__To do__.
Nothing in the records may be changed; retype them in full.

__Records provided__.

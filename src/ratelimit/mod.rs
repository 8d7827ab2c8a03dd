//! Admission algorithms and per-key state management.

mod backend;
mod counter;
mod limiter;
mod registry;
mod slot;
mod store;

pub use backend::{store_backend, AdmissionBackend};
pub use counter::{FixedWindowConfig, FixedWindowCounter, KeyedFixedWindow};
pub use limiter::{RecordPolicy, SlidingWindowConfig, SlidingWindowLimiter};
pub use registry::{KeyLock, KeyLockRegistry};
pub use slot::{TimeSlot, WindowSeries};
pub use store::{
    CounterStore, FailMode, MemoryCounterStore, RedisCounterStore, StoreCounter,
    DEFAULT_KEY_PREFIX,
};
//! Error types for admission control.

use std::time::Duration;

use thiserror::Error;

/// Main error type for admission operations.
///
/// The in-memory limiters never fail a decision; errors come from
/// configuration and from the remote counter store.
#[derive(Error, Debug)]
pub enum AdmissionError {
    /// Configuration-related errors
    #[error("Configuration error: {0}")]
    Config(String),

    /// Redis communication errors
    #[error("Store error: {0}")]
    Store(#[from] redis::RedisError),

    /// Non-Redis store failures
    #[error("Store unavailable: {0}")]
    Unavailable(String),

    /// A store round trip exceeded its deadline
    #[error("Store operation timed out after {0:?}")]
    Timeout(Duration),

    /// The caller cancelled a pending store operation
    #[error("Store operation cancelled")]
    Cancelled,

    /// I/O errors
    #[error("I/O error: {0}")]
    Io(#[from] std::io::Error),
}

/// Result type alias for admission operations.
pub type Result<T> = std::result::Result<T, AdmissionError>;
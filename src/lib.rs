//! Rate Admission - request admission control
//!
//! This crate decides, per request, whether a caller keyed by an identifier
//! (user id, IP, resource name) may proceed under a configured budget. The core
//! is an in-memory sliding window counter with one lock per key; a fixed window
//! counter and a Redis-backed counter cover the simpler cases.

pub mod config;
pub mod error;
pub mod ratelimit;
//! Time slots and the per-key window series built from them.

use std::collections::VecDeque;
use std::time::{Duration, Instant};

/// A bucket counting the requests that arrived in
/// `[start, start + slot_duration)`.
#[derive(Debug, Clone, Copy, PartialEq, Eq)]
pub struct TimeSlot {
    start: Instant,
    count: u64,
}

impl TimeSlot {
    fn open(start: Instant) -> Self {
        Self { start, count: 1 }
    }

    /// When this slot began.
    pub fn start(&self) -> Instant {
        self.start
    }

    /// Number of requests recorded in this slot. Always at least 1.
    pub fn count(&self) -> u64 {
        self.count
    }
}

/// Time-ordered slots for a single key.
///
/// Only the newest slot ever grows; older slots are left alone until they fall
/// out of the window and are trimmed from the front.
#[derive(Debug, Clone, Default)]
pub struct WindowSeries {
    slots: VecDeque<TimeSlot>,
}

impl WindowSeries {
    /// Create an empty series with room for `slot_count` slots.
    pub fn with_capacity(slot_count: usize) -> Self {
        Self {
            slots: VecDeque::with_capacity(slot_count),
        }
    }

    /// Sum of all retained slot counts.
    pub fn aggregate(&self) -> u64 {
        self.slots.iter().map(|slot| slot.count).sum()
    }

    /// Record one request at `now`.
    ///
    /// Opens a new slot when the series is empty or the newest slot's interval
    /// has ended at or before `now`; otherwise the newest slot is incremented.
    /// A `now` earlier than the newest slot's start is counted into that slot,
    /// so starts stay strictly increasing even if the clock goes backwards.
    pub fn record(&mut self, now: Instant, slot_duration: Duration) {
        match self.slots.back_mut() {
            Some(last) if Self::within(last.start, slot_duration, now) => last.count += 1,
            _ => self.slots.push_back(TimeSlot::open(now)),
        }
    }

    fn within(start: Instant, slot_duration: Duration, now: Instant) -> bool {
        // An end past the clock's range never arrives
        start
            .checked_add(slot_duration)
            .map_or(true, |end| now < end)
    }

    /// Drop the prefix of slots whose window has elapsed at `now`.
    ///
    /// Returns how many slots were removed. A slot starting after `now` is
    /// never considered expired.
    pub fn evict_expired(&mut self, now: Instant, window_duration: Duration) -> usize {
        let mut evicted = 0;
        while let Some(oldest) = self.slots.front() {
            match now.checked_duration_since(oldest.start) {
                Some(elapsed) if elapsed >= window_duration => {
                    self.slots.pop_front();
                    evicted += 1;
                }
                _ => break,
            }
        }
        evicted
    }

    /// The newest slot, if any.
    pub fn last(&self) -> Option<&TimeSlot> {
        self.slots.back()
    }

    /// Iterate the retained slots from oldest to newest.
    pub fn slots(&self) -> impl Iterator<Item = &TimeSlot> {
        self.slots.iter()
    }

    /// Number of retained slots.
    pub fn len(&self) -> usize {
        self.slots.len()
    }

    /// Whether no slots are retained.
    pub fn is_empty(&self) -> bool {
        self.slots.is_empty()
    }
}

__Result of this task__.
filename src/ratelimit/mod.rs
repository 8d7827ab2c8a03dd
//! Admission algorithms and per-key state management.

mod backend;
mod counter;
mod limiter;
mod registry;
mod slot;
mod store;

pub use backend::{store_backend, AdmissionBackend};
pub use counter::{FixedWindowConfig, FixedWindowCounter, KeyedFixedWindow};
pub use limiter::{RecordPolicy, SlidingWindowConfig, SlidingWindowLimiter};
pub use registry::{KeyLock, KeyLockRegistry};
pub use slot::{TimeSlot, WindowSeries};
pub use store::{
    CounterStore, FailMode, MemoryCounterStore, RedisCounterStore, StoreCounter,
    DEFAULT_KEY_PREFIX,
};
//! Error types for admission control.

use std::time::Duration;

use thiserror::Error;

/// Main error type for admission operations.
///
/// The in-memory limiters never fail a decision; errors come from
/// configuration and from the remote counter store.
#[derive(Error, Debug)]
pub enum AdmissionError {
    /// Configuration-related errors
    #[error("Configuration error: {0}")]
    Config(String),

    /// Redis communication errors
    #[error("Store error: {0}")]
    Store(#[from] redis::RedisError),

    /// Non-Redis store failures
    #[error("Store unavailable: {0}")]
    Unavailable(String),

    /// A store round trip exceeded its deadline
    #[error("Store operation timed out after {0:?}")]
    Timeout(Duration),

    /// The caller cancelled a pending store operation
    #[error("Store operation cancelled")]
    Cancelled,

    /// I/O errors
    #[error("I/O error: {0}")]
    Io(#[from] std::io::Error),
}

/// Result type alias for admission operations.
pub type Result<T> = std::result::Result<T, AdmissionError>;
filename src/lib.rs
//! Rate Admission - request admission control
//!
//! This crate decides, per request, whether a caller keyed by an identifier
//! (user id, IP, resource name) may proceed under a configured budget. The core
//! is an in-memory sliding window counter with one lock per key; a fixed window
//! counter and a Redis-backed counter cover the simpler cases.

pub mod config;
pub mod error;
pub mod ratelimit;
//! Time slots and the per-key window series built from them.

use std::collections::VecDeque;
use std::time::{Duration, Instant};

/// A bucket counting the requests that arrived in
/// `[start, start + slot_duration)`.
#[derive(Debug, Clone, Copy, PartialEq, Eq)]
pub struct TimeSlot {
    start: Instant,
    count: u64,
}

impl TimeSlot {
    fn open(start: Instant) -> Self {
        Self { start, count: 1 }
    }

    /// When this slot began.
    pub fn start(&self) -> Instant {
        self.start
    }

    /// Number of requests recorded in this slot. Always at least 1.
    pub fn count(&self) -> u64 {
        self.count
    }
}

/// Time-ordered slots for a single key.
///
/// Only the newest slot ever grows; older slots are left alone until they fall
/// out of the window and are trimmed from the front.
#[derive(Debug, Clone, Default)]
pub struct WindowSeries {
    slots: VecDeque<TimeSlot>,
}

impl WindowSeries {
    /// Create an empty series with room for `slot_count` slots.
    pub fn with_capacity(slot_count: usize) -> Self {
        Self {
            slots: VecDeque::with_capacity(slot_count),
        }
    }

    /// Sum of all retained slot counts.
    pub fn aggregate(&self) -> u64 {
        self.slots.iter().map(|slot| slot.count).sum()
    }

    /// Record one request at `now`.
    ///
    /// Opens a new slot when the series is empty or the newest slot's interval
    /// has ended at or before `now`; otherwise the newest slot is incremented.
    /// A `now` earlier than the newest slot's start is counted into that slot,
    /// so starts stay strictly increasing even if the clock goes backwards.
    pub fn record(&mut self, now: Instant, slot_duration: Duration) {
        match self.slots.back_mut() {
            Some(last) if Self::within(last.start, slot_duration, now) => last.count += 1,
            _ => self.slots.push_back(TimeSlot::open(now)),
        }
    }

    fn within(start: Instant, slot_duration: Duration, now: Instant) -> bool {
        // An end past the clock's range never arrives
        start
            .checked_add(slot_duration)
            .map_or(true, |end| now < end)
    }

    /// Drop the prefix of slots whose window has elapsed at `now`.
    ///
    /// Returns how many slots were removed. A slot starting after `now` is
    /// never considered expired.
    pub fn evict_expired(&mut self, now: Instant, window_duration: Duration) -> usize {
        let mut evicted = 0;
        while let Some(oldest) = self.slots.front() {
            match now.checked_duration_since(oldest.start) {
                Some(elapsed) if elapsed >= window_duration => {
                    self.slots.pop_front();
                    evicted += 1;
                }
                _ => break,
            }
        }
        evicted
    }

    /// The newest slot, if any.
    pub fn last(&self) -> Option<&TimeSlot> {
        self.slots.back()
    }

    /// Iterate the retained slots from oldest to newest.
    pub fn slots(&self) -> impl Iterator<Item = &TimeSlot> {
        self.slots.iter()
    }

    /// Number of retained slots.
    pub fn len(&self) -> usize {
        self.slots.len()
    }

    /// Whether no slots are retained.
    pub fn is_empty(&self) -> bool {
        self.slots.is_empty()
    }
}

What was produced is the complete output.